1900-1950: Although women were not as confined during pregnancy, "bump-watching" was still a largely private endeavor. Social historian Clare Hanson speculates that social discomfort with the pregnant state was "connected not only with the embarrassment inspired by visible signs of female sexual activity, but also with the fact that the pregnant body acts both as a reminder of our material origins and a signifier of the (uncertain) future." In short, women are not photographed pregnant. The baby just sort of appears!
1952: Lucy Ricardo was pregnant on camera. This was a major leap for the bump-watch: not only could you literally watch the bump, it was implicitly okay. Of course, they weren't allowed to use the word "pregnant."
1960s: While the sexual revolution and hippie culture may have partially de-stigmatized out-of-wedlock pregnancy, there couldn't have been much sport in watching the bumps of hippies who really couldn't have cared less. Besides, mainstream media still wasn't in the bump-watch game.
1991: Demi Moore wears nothing but a bump on the cover of Vanity Fair.
2004: First recorded use of "bump watch." A personal blogger begins a weekly chronicle of her tummy's growth, christens it "bump watch."
2005: "Baby Bump" and the rapidly-ensuing "Bump Watch" enters the cultural ether.

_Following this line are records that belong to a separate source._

//! In-memory point-of-sale cart
//!
//! The cart never touches the database. Callers pass the stock available for
//! a product so quantities can be checked before checkout.

use crate::customer::Customer;
use crate::stock::check_quantity;
use crate::{Error, Result};
use serde::{Deserialize, Serialize};

/// The product details a cart line needs
#[derive(Debug, Clone, PartialEq, Serialize, Deserialize)]
pub struct CartProduct {
    pub product_id: String,
    pub product_name: String,
    pub unit_price: f64,
}

/// One line of the cart
#[derive(Debug, Clone, PartialEq, Serialize, Deserialize)]
pub struct CartLine {
    pub product_id: String,
    pub product_name: String,
    pub unit_price: f64,
    pub quantity: i64,
    pub total_price: f64,
}

impl CartLine {
    fn new(product: CartProduct, quantity: i64) -> Self {
        let mut line = Self {
            product_id: product.product_id,
            product_name: product.product_name,
            unit_price: product.unit_price,
            quantity: 0,
            total_price: 0.0,
        };
        line.set_quantity(quantity);
        line
    }

    fn set_quantity(&mut self, quantity: i64) {
        self.quantity = quantity;
        self.total_price = self.unit_price * quantity as f64;
    }
}

/// The cart of the current sale, plus the customer it is assigned to
#[derive(Debug, Clone, Default, Serialize, Deserialize)]
pub struct Cart {
    lines: Vec<CartLine>,
    customer: Option<Customer>,
}

impl Cart {
    pub fn new() -> Self {
        Self::default()
    }

    /// Add `quantity` units of a product, merging with an existing line.
    ///
    /// Returns the index of the affected line.
    pub fn add(&mut self, product: CartProduct, quantity: i64, available: i64) -> Result<usize> {
        check_quantity(quantity)?;

        if let Some(index) = self.position(&product.product_id) {
            let line = &mut self.lines[index];
            let merged = line
                .quantity
                .checked_add(quantity)
                .ok_or_else(|| Error::QuantityOverflow(line.product_id.clone()))?;
            ensure_available(&line.product_id, merged, available)?;
            line.set_quantity(merged);
            return Ok(index);
        }

        ensure_available(&product.product_id, quantity, available)?;
        self.lines.push(CartLine::new(product, quantity));
        Ok(self.lines.len() - 1)
    }

    /// Replace the quantity of the line at `index`
    pub fn update(&mut self, index: usize, quantity: i64, available: i64) -> Result<()> {
        check_quantity(quantity)?;
        let line = self
            .lines
            .get_mut(index)
            .ok_or(Error::CartLineNotFound(index))?;
        ensure_available(&line.product_id, quantity, available)?;
        line.set_quantity(quantity);
        Ok(())
    }

    /// Remove and return the line at `index`
    pub fn remove(&mut self, index: usize) -> Result<CartLine> {
        if index >= self.lines.len() {
            return Err(Error::CartLineNotFound(index));
        }
        Ok(self.lines.remove(index))
    }

    /// Empty the cart; the customer stays assigned
    pub fn clear(&mut self) {
        self.lines.clear();
    }

    /// Start a new sale: no lines, no customer
    pub fn reset(&mut self) {
        self.lines.clear();
        self.customer = None;
    }

    pub fn lines(&self) -> &[CartLine] {
        &self.lines
    }

    pub fn line(&self, index: usize) -> Option<&CartLine> {
        self.lines.get(index)
    }

    pub fn is_empty(&self) -> bool {
        self.lines.is_empty()
    }

    pub fn len(&self) -> usize {
        self.lines.len()
    }

    /// Sum of all line totals
    pub fn total(&self) -> f64 {
        self.lines.iter().map(|l| l.total_price).sum()
    }

    /// Quantity of a product already in the cart
    pub fn quantity_of(&self, product_id: &str) -> i64 {
        self.position(product_id)
            .map(|i| self.lines[i].quantity)
            .unwrap_or(0)
    }

    pub fn set_customer(&mut self, customer: Customer) {
        self.customer = Some(customer);
    }

    pub fn clear_customer(&mut self) {
        self.customer = None;
    }

    pub fn customer(&self) -> Option<&Customer> {
        self.customer.as_ref()
    }

    fn position(&self, product_id: &str) -> Option<usize> {
        self.lines.iter().position(|l| l.product_id == product_id)
    }
}

fn ensure_available(product_id: &str, requested: i64, available: i64) -> Result<()> {
    if requested > available {
        return Err(Error::InsufficientStock {
            product_id: product_id.to_string(),
            available,
            requested,
        });
    }
    Ok(())
}
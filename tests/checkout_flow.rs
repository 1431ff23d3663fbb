use stockpos::pos::PosSession;
use stockpos::storage::SqliteStore;
use stockpos::{Cart, CartProduct, Error, MovementKind, NewProduct, SalesFilter};

#[test]
fn store_persists_across_reopen() {
    let dir = tempfile::tempdir().unwrap();
    let db = dir.path().join("inventory.db");

    let product_id = {
        let mut store = SqliteStore::open(&db).unwrap();
        let category = store.add_category("snacks", Some("chips and nuts")).unwrap();
        let product = store
            .add_product(&NewProduct::new("peanuts", "pn-100", &category.category_id, 1.5))
            .unwrap();
        store.add_stock(&product.product_id, 12, None).unwrap();
        product.product_id
    };

    let store = SqliteStore::open(&db).unwrap();
    assert_eq!(store.current_stock(&product_id).unwrap(), 12);
    let product = store.get_product(&product_id).unwrap().unwrap();
    assert_eq!(product.category_name.as_deref(), Some("SNACKS"));
    assert_eq!(store.stock_history(Some(&product_id), 10).unwrap().len(), 1);
}

#[test]
fn full_sale_updates_stock_log_and_sales() {
    let dir = tempfile::tempdir().unwrap();
    let db = dir.path().join("shop").join("inventory.db");
    stockpos::config::ensure_db_dir(&db).unwrap();
    let mut store = SqliteStore::open(&db).unwrap();

    let category = store.add_category("beverages", None).unwrap();
    assert_eq!(category.category_id, "PC-001");
    let tea = store
        .add_product(&NewProduct::new("green tea", "gt-01", "PC-001", 2.5))
        .unwrap();
    assert_eq!(tea.product_id, "PID-00001");

    store.add_stock(&tea.product_id, 20, Some("opening stock")).unwrap();
    store
        .apply_movement(&tea.product_id, MovementKind::Damaged, 2, None)
        .unwrap();
    store.set_stock_levels(&tea.product_id, 10, 30).unwrap();

    let customer = store.add_customer("Maria", "09171234567").unwrap();
    let mut cart = Cart::new();
    let available = store.current_stock(&tea.product_id).unwrap();
    cart.add(
        CartProduct {
            product_id: tea.product_id.clone(),
            product_name: tea.product_name.clone(),
            unit_price: tea.price,
        },
        8,
        available,
    )
    .unwrap();
    cart.set_customer(customer.clone());

    let receipt = store.checkout(&cart).unwrap();
    assert!((receipt.total - 20.0).abs() < 1e-9);
    assert!(receipt.summary("$").contains("Customer: Maria (09171234567)"));

    assert_eq!(store.current_stock(&tea.product_id).unwrap(), 10);
    let low = store.low_stock().unwrap();
    assert_eq!(low.len(), 1);
    assert_eq!(low[0].shortfall(), 20);

    let history = store.stock_history(Some(&tea.product_id), 10).unwrap();
    let quantities: Vec<i64> = history.iter().map(|r| r.quantity).collect();
    assert_eq!(quantities, vec![-8, -2, 20]);

    let sales = store.list_sales(&SalesFilter::default()).unwrap();
    assert_eq!(sales.len(), 1);
    assert_eq!(sales[0].customer_id.as_deref(), Some(customer.customer_id.as_str()));

    // history now blocks deletion of both the product and its category
    assert!(matches!(store.delete_product(&tea.product_id), Err(Error::ProductInUse(_))));
    assert!(matches!(
        store.delete_category("PC-001"),
        Err(Error::CategoryInUse { count: 1, .. })
    ));
}

#[test]
fn pos_session_sells_to_new_customer() {
    let dir = tempfile::tempdir().unwrap();
    let db = dir.path().join("inventory.db");
    let mut store = SqliteStore::open(&db).unwrap();
    let category = store.add_category("bakery", None).unwrap();
    let bread = store
        .add_product(&NewProduct::new("pandesal", "bk-1", &category.category_id, 0.25))
        .unwrap();
    store.add_stock(&bread.product_id, 40, None).unwrap();

    let script = format!(
        "add {id} 10\nadd {id} 50\ncustomer 0918 Jose Cruz\ncheckout\nquit\n",
        id = bread.product_id
    );
    let mut out = Vec::new();
    {
        let mut session = PosSession::new(&mut store, "$");
        session.run(script.as_bytes(), &mut out).unwrap();
        assert!(session.cart().is_empty());
    }
    let text = String::from_utf8(out).unwrap();
    assert!(text.contains("Insufficient stock"));
    assert!(text.contains("Total Sale Amount: $2.50"));

    assert_eq!(store.current_stock(&bread.product_id).unwrap(), 30);
    let customer = store.find_customer_by_mobile("0918").unwrap().unwrap();
    assert_eq!(customer.customer_name, "Jose Cruz");
}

How? Why? Suddenly, there it was. The first usage I can find was in reference to — simultaneously — Katie Holmes, Gwyneth, and Jennifer Garner. Of course, none of these was secret — at this point, the bump watch was still benign and consensual.

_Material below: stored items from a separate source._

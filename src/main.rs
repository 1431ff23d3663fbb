//! Stockpos CLI - inventory and point-of-sale screens over one shared database

mod commands;

use clap::{Args, Parser, Subcommand, ValueEnum};
use std::path::PathBuf;
use std::process::ExitCode;
use stockpos::config::{self, StockposConfig};
use stockpos::output::{OutputMode, error_envelope};
use stockpos::storage::SqliteStore;
use stockpos::MovementKind;
use tracing_subscriber::{fmt, prelude::*, EnvFilter};

use commands::Context;

#[derive(Parser)]
#[command(name = "stockpos")]
#[command(version)]
#[command(about = "Inventory and point-of-sale suite over a shared SQLite database")]
#[command(long_about = r#"
Stockpos keeps categories, products, stock levels, customers and sales in
one SQLite file that every screen shares:
  • Category and product management
  • Stock adjustments with a full transaction log
  • A point-of-sale cart with transactional checkout

Example usage:
  stockpos category add --name beverages
  stockpos product add --name "green tea" --sku GT-01 --category PC-001 --price 2.50
  stockpos stock add PID-00001 24
  stockpos checkout --item PID-00001:2 --customer 09171234567
  stockpos pos
"#)]
struct Cli {
    /// Enable verbose logging
    #[arg(short, long, global = true)]
    verbose: bool,

    /// Print machine-readable JSON instead of tables
    #[arg(long, global = true)]
    json: bool,

    /// Path to the config file (defaults to ./stockpos.toml)
    #[arg(long, global = true)]
    config: Option<PathBuf>,

    /// Path to the database file (overrides the config file)
    #[arg(short, long, global = true)]
    database: Option<PathBuf>,

    #[command(subcommand)]
    command: Commands,
}

#[derive(Subcommand)]
enum Commands {
    /// Write a starter stockpos.toml and create the database
    Init {
        /// Overwrite an existing config file
        #[arg(long)]
        force: bool,

        /// Currency symbol written to the config
        #[arg(long)]
        currency: Option<String>,
    },

    /// List the screens and the command that opens each one
    Menu,

    /// Show statistics about the database
    Stats,

    /// Category management
    #[command(subcommand)]
    Category(CategoryCommand),

    /// Product management
    #[command(subcommand)]
    Product(ProductCommand),

    /// Inventory stock adjustments
    #[command(subcommand)]
    Stock(StockCommand),

    /// Customer lookup and registration
    #[command(subcommand)]
    Customer(CustomerCommand),

    /// Sell a list of items in one transaction
    Checkout {
        /// Item as PRODUCT_ID[:QTY]; repeat for more lines
        #[arg(short, long = "item", required = true)]
        items: Vec<String>,

        /// Customer mobile number
        #[arg(short, long)]
        customer: Option<String>,

        /// Register the customer under this name when the mobile is new
        #[arg(short, long, requires = "customer")]
        name: Option<String>,
    },

    /// Interactive point-of-sale session on stdin/stdout
    Pos,

    /// Sales history, newest first
    Sales {
        /// Only sales linked to this customer id
        #[arg(long)]
        customer: Option<String>,

        /// Only sales of this product id
        #[arg(long)]
        product: Option<String>,

        /// Maximum number of rows
        #[arg(short, long, default_value = "50")]
        limit: usize,
    },
}

#[derive(Subcommand)]
pub enum CategoryCommand {
    /// List all categories
    List,

    /// Add a category (the name is stored upper-case)
    Add {
        #[arg(short, long)]
        name: String,

        #[arg(long)]
        description: Option<String>,
    },

    /// Rename or re-describe a category
    Update {
        /// Category id, e.g. PC-001
        id: String,

        #[arg(short, long)]
        name: String,

        #[arg(long)]
        description: Option<String>,
    },

    /// Delete a category no product uses
    Delete {
        id: String,
    },
}

#[derive(Args)]
pub struct ProductArgs {
    #[arg(short, long)]
    pub name: Option<String>,

    #[arg(short, long)]
    pub sku: Option<String>,

    /// Category id, e.g. PC-001
    #[arg(short, long)]
    pub category: Option<String>,

    #[arg(short, long)]
    pub price: Option<f64>,

    #[arg(long)]
    pub description: Option<String>,
}

#[derive(Subcommand)]
pub enum ProductCommand {
    /// Search products by id, name or SKU
    List {
        #[arg(short, long, default_value = "")]
        search: String,

        /// Restrict to one category id
        #[arg(short, long)]
        category: Option<String>,
    },

    /// Add a product; the next free PID is assigned
    Add(ProductArgs),

    /// Update a product; omitted fields keep their current value
    Update {
        /// Product id, e.g. PID-00001
        id: String,

        #[command(flatten)]
        fields: ProductArgs,
    },

    /// Delete a product with no stock or sales history
    Delete {
        id: String,
    },

    /// Show the id the next product will get
    NextId,
}

#[derive(Clone, Copy, ValueEnum)]
pub enum RemovalReason {
    Damaged,
    Expired,
}

impl From<RemovalReason> for MovementKind {
    fn from(reason: RemovalReason) -> Self {
        match reason {
            RemovalReason::Damaged => MovementKind::Damaged,
            RemovalReason::Expired => MovementKind::Expired,
        }
    }
}

#[derive(Clone, Copy, ValueEnum)]
pub enum Direction {
    Add,
    Deduct,
}

impl From<Direction> for MovementKind {
    fn from(direction: Direction) -> Self {
        match direction {
            Direction::Add => MovementKind::ManualAdd,
            Direction::Deduct => MovementKind::ManualDeduct,
        }
    }
}

#[derive(Subcommand)]
pub enum StockCommand {
    /// Inventory view: products with their stock levels
    List {
        #[arg(short, long, default_value = "")]
        search: String,

        /// Exact category name
        #[arg(short, long)]
        category: Option<String>,
    },

    /// Receive stock
    Add {
        product_id: String,
        quantity: i64,
        #[arg(short, long)]
        remarks: Option<String>,
    },

    /// Take back goods from a customer
    ReturnCustomer {
        product_id: String,
        quantity: i64,
        #[arg(short, long)]
        remarks: Option<String>,
    },

    /// Send goods back to the vendor
    ReturnVendor {
        product_id: String,
        quantity: i64,
        #[arg(short, long)]
        remarks: Option<String>,
    },

    /// Write off damaged or expired stock
    Remove {
        product_id: String,
        quantity: i64,
        #[arg(long, value_enum)]
        reason: RemovalReason,
        #[arg(short, long)]
        remarks: Option<String>,
    },

    /// Manual correction in either direction
    Adjust {
        product_id: String,
        quantity: i64,
        #[arg(long, value_enum)]
        direction: Direction,
        #[arg(short, long)]
        remarks: Option<String>,
    },

    /// Set safety and target stock levels
    Levels {
        product_id: String,
        #[arg(long)]
        safety: i64,
        #[arg(long)]
        target: i64,
    },

    /// Products at or below their safety stock
    Low,

    /// Stock transaction log, newest first
    History {
        product_id: Option<String>,
        /// Only this movement kind, e.g. damaged or "add stock"
        #[arg(short, long)]
        kind: Option<String>,
        #[arg(short, long, default_value = "50")]
        limit: usize,
    },
}

#[derive(Subcommand)]
pub enum CustomerCommand {
    /// Look a customer up by mobile number
    Find {
        mobile: String,
    },

    /// Register a customer
    Add {
        #[arg(short, long)]
        name: String,

        #[arg(short, long)]
        mobile: String,
    },

    /// List all customers
    List,
}

impl Commands {
    fn name(&self) -> &'static str {
        match self {
            Commands::Init { .. } => "init",
            Commands::Menu => "menu",
            Commands::Stats => "stats",
            Commands::Category(_) => "category",
            Commands::Product(_) => "product",
            Commands::Stock(_) => "stock",
            Commands::Customer(_) => "customer",
            Commands::Checkout { .. } => "checkout",
            Commands::Pos => "pos",
            Commands::Sales { .. } => "sales",
        }
    }
}

fn main() -> ExitCode {
    let cli = Cli::parse();

    // Initialize logging
    let filter = EnvFilter::try_from_default_env().unwrap_or_else(|_| {
        if cli.verbose {
            EnvFilter::new("debug")
        } else {
            EnvFilter::new("info")
        }
    });

    tracing_subscriber::registry()
        .with(fmt::layer().with_writer(std::io::stderr))
        .with(filter)
        .init();

    let mode = OutputMode::from_flag(cli.json);
    let command = cli.command.name();

    match run(cli, mode) {
        Ok(()) => ExitCode::SUCCESS,
        Err(e) => {
            if mode.is_human() {
                stockpos::ui::error(&e.to_string());
            } else {
                let envelope = error_envelope(command, &e.to_string());
                println!("{}", serde_json::to_string_pretty(&envelope).unwrap_or_default());
            }
            ExitCode::FAILURE
        }
    }
}

fn run(cli: Cli, mode: OutputMode) -> anyhow::Result<()> {
    let loaded = config::load_config(cli.config.as_deref())?;

    if let Commands::Init { force, currency } = &cli.command {
        let path = cli.config.clone().unwrap_or_else(config::default_config_path);
        let mut starter = loaded.unwrap_or_else(StockposConfig::starter);
        if let Some(db) = &cli.database {
            starter.database = Some(db.display().to_string());
        }
        if let Some(currency) = currency {
            starter.currency = Some(currency.clone());
        }
        return commands::run_init(&path, &starter, *force, mode);
    }

    let config = loaded.unwrap_or_default();
    if matches!(cli.command, Commands::Menu) {
        return commands::run_menu(mode);
    }

    let db_path = config.database_path(cli.database.as_deref());
    config::ensure_db_dir(&db_path)?;
    tracing::debug!("Opening database {}", db_path.display());
    let mut store = SqliteStore::open(&db_path)?;

    let ctx = Context {
        mode,
        currency: config.currency().to_string(),
    };

    match cli.command {
        Commands::Init { .. } | Commands::Menu => Ok(()),
        Commands::Stats => commands::run_stats(&store, &ctx, &db_path),
        Commands::Category(cmd) => commands::run_category(&mut store, &ctx, cmd),
        Commands::Product(cmd) => commands::run_product(&mut store, &ctx, cmd),
        Commands::Stock(cmd) => commands::run_stock(&mut store, &ctx, cmd),
        Commands::Customer(cmd) => commands::run_customer(&mut store, &ctx, cmd),
        Commands::Checkout { items, customer, name } => commands::run_checkout(
            &mut store,
            &ctx,
            &items,
            customer.as_deref(),
            name.as_deref(),
        ),
        Commands::Pos => commands::run_pos(&mut store, &ctx),
        Commands::Sales { customer, product, limit } => {
            let filter = stockpos::SalesFilter {
                customer_id: customer,
                product_id: product,
                limit,
            };
            commands::run_sales(&store, &ctx, &filter)
        }
    }
}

2007: "Bump Watch" goes out of control. As high-waisted loose tops come into vogue, tabloids go mad, accusing everyone of pregnancy. "Bump watch" becomes part of the lexicon.
2008: "Bump Watch" morphs into "baby or burrito"-style analyses, like a sort of kamikaze, vigilante bump-watch.
2010: There is such a surfeit of pregnant celebrities voluntarily admitting to pregnancy that tabs are momentarily lulled by promise of consensual "Bump Watches." Bumps of Natalie Portman, Kelly Preston, Kate Hudson fully-documented.
2011: Fed up with surreptitious bump watch, Pink tweets her own bump shot. The bump watch, reclaimed.